Le Coq, l’autruche et le bouc émissaire PDF

Il compte parmi ses ancêtres Louis Ribes, qui fut député le Coq, l’autruche et le bouc émissaire PDF Pyrénées-Orientales à l’Assemblée législative. Il fait ses études secondaires au Lycée François-Arago à Perpignan puis au Collège Stanislas de Paris. Disciple de Maurice Halbwachs, il adhère aux thèses natalistes d’Adolphe Landry.


Par une curieuse mutation, le {coq} français devient peu à peu {autruche}. Tandis que s’efface le ton cocardier et tricolore, s’affirme la peur de voir les choses comme elles sont et notamment les plus amères. C’est l’attitude de l’autruche. Depuis presque deux siècles, le peuple, promu souverain, dirige ses propres affaires. Malheureusement, ses affaires, il les connaît mal. Non seulement l’information est déficiente, trompeuse, encline à la flatterie, mais nous ne cherchons pas vraiment à savoir, tant les rêves, les mythes, les croyances sont plus avenants que la rugueuse réalité. Longtemps anodines, cette ignorance de nos propres affaires, cette peur de les connaître, entraînent logiquement de plus en plus de mécomptes, parmi lesquels le tour de force » qu’est le cumul de chômage et d’inflation. C’est que, même sous des dehors libéraux, l’intervention est partout, intervention dans le noir. Devant l’accumulation des difficultés et des nuages, chacun se plaint et chacun a raison ; seulement, l’ensemble a tort. Dans cette affaire, en effet, le grand accusé devenu le {bouc émissaire}, c’est l’Etat. Et l’Etat, c’est nous. Déficience majeure : nous ne savons pas ou nous n’osons pas nous exprimer. Or, s’exprimer, c’est créer. L’atrophie de l’esprit de création se manifeste tant dans le langage que dans la peur de la jeunesse, dans le refus de l’enfant, donc de l’avenir. »

Il dénoncera toute sa vie le malthusianisme, qui recommande la dénatalité et le partage du travail . En 1986, il alerte sur le futur phénomène migratoire venant d’Afrique qui doit atteindre l’Europe : « La question du terrorisme venant du Proche-Orient est dérisoire à côté du déséquilibre qui se profile en Méditerranée occidentale. On oublie totalement l’effondrement de la natalité en Espagne et en Italie, encore beaucoup plus grave que celui de la France. En juin 1941, le nom d’Alfred Sauvy est mentionné dans un rapport remis par Henry Chavin, directeur de la Sûreté nationale, au ministre de l’Intérieur. En 1943, il publie Richesse et population, où il plaide pour une politique nataliste et contre toute forme de protectionnisme corporatif ou syndical.

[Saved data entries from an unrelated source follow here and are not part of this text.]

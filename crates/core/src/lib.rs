#![deny(unsafe_code)]
#![deny(missing_docs)]
#![deny(rustdoc::broken_intra_doc_links)]
#![cfg_attr(docsrs, feature(doc_cfg))]
#![doc = include_str!("../README.md")]

/// Error types shared by every layer of the crate.
pub mod error;
/// Parsing, validation and rendering of repository location strings.
pub mod location;
/// Repository locations with credentials and the authentication retry loop.
pub mod repository;
/// Connection methods that reach a CVS server.
pub mod transport;

pub use error::{
    AuthenticationError, AuthenticationFailure, CredentialField, CredentialStoreError, CvsError,
    LOCATION_FORM, TransportError,
};
pub use location::{LocationAddress, LocationError, Port, parse_location, validate_location};
pub use repository::RepositoryLocation;
pub use transport::{ConnectOptions, Connection, Monitor};
#![deny(unsafe_code)]
#![deny(rustdoc::broken_intra_doc_links)]
#![deny(missing_docs)]

//! Byte-stream plumbing shared by every CVS transport.
//!
//! # Overview
//!
//! Transports differ in how they reach a server: the pserver method dials a
//! TCP socket and authenticates, the ext method spawns a remote shell. Once
//! the server is reachable, the command layer only needs a duplex byte
//! stream. This crate draws that seam:
//!
//! - [`ServerConnection`] is implemented by transports. It knows how to open
//!   and tear down its stream and lends out the read and write halves.
//! - [`Connection`] wraps any [`ServerConnection`] with line framing, the
//!   open/closed state machine and the pending-input drain performed on close.
//! - [`ProgramCommand`] and [`ProgramStream`] spawn a child process and expose
//!   its stdio as a duplex stream for transports that shell out.
//!
//! # Invariants
//!
//! - Reads and writes on a closed [`Connection`] fail with
//!   [`CommunicationError::NotEstablished`] without touching the server.
//! - [`Connection::close`] always leaves the connection closed, even when the
//!   drain or the transport teardown fails.
//! - A [`ProgramStream`] never outlives its child: dropping it kills and reaps
//!   the process.

mod connection;
mod error;
mod program;
mod server;

pub use connection::Connection;
pub use error::CommunicationError;
pub use program::{EXIT_GRACE, ProgramCommand, ProgramExit, ProgramStream};
pub use server::{ServerConnection, ServerStreams};
//! Server platform classification from a version probe.

use std::fmt;

/// Kind of server behind a location, as far as it is known.
#[derive(Clone, Copy, Debug, Default, Eq, Hash, PartialEq)]
pub enum ServerPlatform {
    /// No probe has classified the server yet.
    #[default]
    Undetermined,
    /// A regular CVS server.
    CvsServer,
    /// A CVSNT server.
    CvsntServer,
    /// A server whose version is too old to be supported.
    UnsupportedServer,
    /// A server that did not identify itself.
    UnknownServer,
}

impl fmt::Display for ServerPlatform {
    fn fmt(&self, f: &mut fmt::Formatter<'_>) -> fmt::Result {
        f.write_str(match self {
            Self::Undetermined => "undetermined",
            Self::CvsServer => "CVS",
            Self::CvsntServer => "CVSNT",
            Self::UnsupportedServer => "unsupported",
            Self::UnknownServer => "unknown",
        })
    }
}

/// Severity of a probe status.
#[derive(Clone, Copy, Debug, Default, Eq, Hash, Ord, PartialEq, PartialOrd)]
pub enum StatusSeverity {
    /// Nothing to report.
    #[default]
    Ok,
    /// Informational.
    Info,
    /// Something the user should know about.
    Warning,
    /// The probe failed.
    Error,
}

/// Well-known status codes produced by a version probe.
#[derive(Clone, Copy, Debug, Default, Eq, Hash, PartialEq)]
pub enum StatusCode {
    /// No particular code.
    #[default]
    Unspecified,
    /// The server identified itself as CVSNT.
    ServerIsCvsnt,
    /// The server version is too old.
    UnsupportedServerVersion,
    /// The server did not identify itself.
    ServerIsUnknown,
    /// Any other code.
    Other(i32),
}

impl StatusCode {
    const fn platform(self) -> Option<ServerPlatform> {
        match self {
            Self::ServerIsCvsnt => Some(ServerPlatform::CvsntServer),
            Self::UnsupportedServerVersion => Some(ServerPlatform::UnsupportedServer),
            Self::ServerIsUnknown => Some(ServerPlatform::UnknownServer),
            Self::Unspecified | Self::Other(_) => None,
        }
    }
}

/// Structured outcome of a version probe, possibly with nested children.
#[derive(Clone, Debug, Default, Eq, PartialEq)]
pub struct ProbeStatus {
    severity: StatusSeverity,
    code: StatusCode,
    message: String,
    children: Vec<ProbeStatus>,
}

impl ProbeStatus {
    /// A successful probe.
    #[must_use]
    pub fn ok() -> Self {
        Self::default()
    }

    /// A status with the given severity, code and message.
    pub fn new(severity: StatusSeverity, code: StatusCode, message: impl Into<String>) -> Self {
        Self {
            severity,
            code,
            message: message.into(),
            children: Vec::new(),
        }
    }

    /// Appends a child status. The parent's severity rises to the child's if
    /// the child is more severe.
    #[must_use]
    pub fn with_child(mut self, child: Self) -> Self {
        self.severity = self.severity.max(child.severity);
        self.children.push(child);
        self
    }

    /// Severity.
    #[must_use]
    pub const fn severity(&self) -> StatusSeverity {
        self.severity
    }

    /// Code.
    #[must_use]
    pub const fn code(&self) -> StatusCode {
        self.code
    }

    /// Message.
    #[must_use]
    pub fn message(&self) -> &str {
        &self.message
    }

    /// Nested statuses.
    #[must_use]
    pub fn children(&self) -> &[Self] {
        &self.children
    }

    /// Reports whether the probe succeeded.
    #[must_use]
    pub fn is_ok(&self) -> bool {
        self.severity == StatusSeverity::Ok
    }

    /// Classifies the server that produced this status.
    ///
    /// An OK status means a regular CVS server. Otherwise the first child
    /// carrying a platform code decides, then the status's own code; anything
    /// else leaves the platform undetermined.
    #[must_use]
    pub fn platform(&self) -> ServerPlatform {
        if self.is_ok() {
            return ServerPlatform::CvsServer;
        }
        self.children
            .iter()
            .find_map(|child| child.code.platform())
            .or_else(|| self.code.platform())
            .unwrap_or_default()
    }
}

#[cfg(test)]
mod tests {
    use super::*;

    #[test]
    fn ok_status_is_a_plain_cvs_server() {
        assert_eq!(ProbeStatus::ok().platform(), ServerPlatform::CvsServer);
    }

    #[test]
    fn codes_map_to_platforms() {
        for (code, platform) in [
            (StatusCode::ServerIsCvsnt, ServerPlatform::CvsntServer),
            (StatusCode::UnsupportedServerVersion, ServerPlatform::UnsupportedServer),
            (StatusCode::ServerIsUnknown, ServerPlatform::UnknownServer),
            (StatusCode::Other(42), ServerPlatform::Undetermined),
        ] {
            let status = ProbeStatus::new(StatusSeverity::Info, code, "probe");
            assert_eq!(status.platform(), platform, "{code:?}");
        }
    }

    #[test]
    fn children_are_searched_first() {
        let status = ProbeStatus::new(StatusSeverity::Ok, StatusCode::ServerIsUnknown, "version")
            .with_child(ProbeStatus::new(StatusSeverity::Info, StatusCode::Unspecified, "banner"))
            .with_child(ProbeStatus::new(
                StatusSeverity::Warning,
                StatusCode::ServerIsCvsnt,
                "CVSNT 2.5",
            ));
        assert_eq!(status.severity(), StatusSeverity::Warning);
        assert_eq!(status.platform(), ServerPlatform::CvsntServer);
    }

    #[test]
    fn error_without_platform_is_undetermined() {
        let status = ProbeStatus::new(StatusSeverity::Error, StatusCode::Unspecified, "failed");
        assert_eq!(status.platform(), ServerPlatform::Undetermined);
    }
}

Il en fait un établissement de recherche multidisciplinaire. Il le dirige jusqu’en 1962, en y attirant de brillants collaborateurs. Il entre au Conseil Economique et Social en 1947 et il y siégera jusqu’en 1974. Témoin de son temps, il participe à la connaissance de l’histoire économique de la France : il y consacre un épais ouvrage portant sur l’entre-deux-guerres, publié en 1965.

L’ouvrage s’efforce de pointer du doigt un certain nombre de  mythes  qui  l’emportent de façon tenace, durable, presque indéracinable, sur la réalité des faits. Les famines aiguës, meurtrières, ont disparu, ainsi que les grandes épidémies. Les guerres et massacres traditionnels ont fait place à une relative police. Paris : Librairie Armand Colin, 302 p. Monaco: Société Européenne d’Éditions 165 p. 1975 La fin des riches – Paris : Calmann-Lévy, 295 p.

1979 Le coq, l’autruche et le bouc émissaire – Paris : Grasset, 193 p. 1986 La France Ridée avec Gérard-François Dumont, J. 1352, semaine du 26 avril 1986, page 75 article de Michel Alexandre. Edmond Malinvaud,  Alfred Sauvy, 31 octobre 1898 – 30 octobre 1990 , sur college-de-france. 1352, semaine du 26 avril 1986, page 75, article et interview de Michel Alexandre : « J’ai été un ami intime de Tristan Bernard et j’ai fait faire ses premiers pas dans le monde du cinéma à Jacques Tati.